Hereditary mucoepithelial dysplasia (HMD), or simply mucoepithelial dysplasia, is a rare autosomal dominant multiepithelial disorder causing systemic maldevelopment of the epithelia and mucous membranes that line the surface of tissues and structures throughout the body, particularly affecting systems affiliated with mucosa, which includes the respiratory, digestive, urinary, reproductive and immune systems. The disorder is attributed to improper formation of desmosomes and gap junctions, which prevents proper cornification of the epithelial layer of the skin.

==Pathophysiology==
Desmosomes are extracellular protein structures responsible for cellular adhesion, whereby cells of the same type are held closely together.
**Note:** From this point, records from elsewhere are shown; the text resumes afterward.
//! Pyth price reads over the Solana gateway.

use std::sync::Arc;

use solana_sdk::pubkey::Pubkey;

use crate::account_layouts::{PriceAccount, PriceStatus};
use crate::error::ExecutionError;
use crate::rpc_manager::ChainGateway;

#[derive(Debug, Clone)]
pub struct PythOracle {
    gateway: Arc<dyn ChainGateway>,
}

impl PythOracle {
    pub fn new(gateway: Arc<dyn ChainGateway>) -> Self {
        Self { gateway }
    }

    pub async fn price_account(&self, account: &Pubkey) -> Result<PriceAccount, ExecutionError> {
        let raw = self.gateway.get_account(account).await?;
        PriceAccount::decode(&raw.data).map_err(|e| ExecutionError::MalformedAccount {
            address: account.to_string(),
            reason: e.to_string(),
        })
    }

    /// Current aggregate price, or `DataUnavailable` when the feed is not trading.
    pub async fn live_price(&self, account: &Pubkey) -> Result<f64, ExecutionError> {
        let price = self.price_account(account).await?;
        if price.status != PriceStatus::Trading {
            return Err(ExecutionError::DataUnavailable(format!(
                "oracle {account} status is {:?}",
                price.status
            )));
        }
        let value = price.price_f64();
        if !(value.is_finite() && value > 0.0) {
            return Err(ExecutionError::DataUnavailable(format!(
                "oracle {account} reports non-positive price {value}"
            )));
        }
        Ok(value)
    }
}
Gap junctions are specialized channels located within the cell membrane of many animal cell types, which serve as gateways that connect the cytoplasmic interior of two adjacent cells, allowing the passage of small molecules such as ions, nucleotides, second messengers and others. The movement and exchange of small molecules between cells is an important part of intracellular communication processes like cell signaling.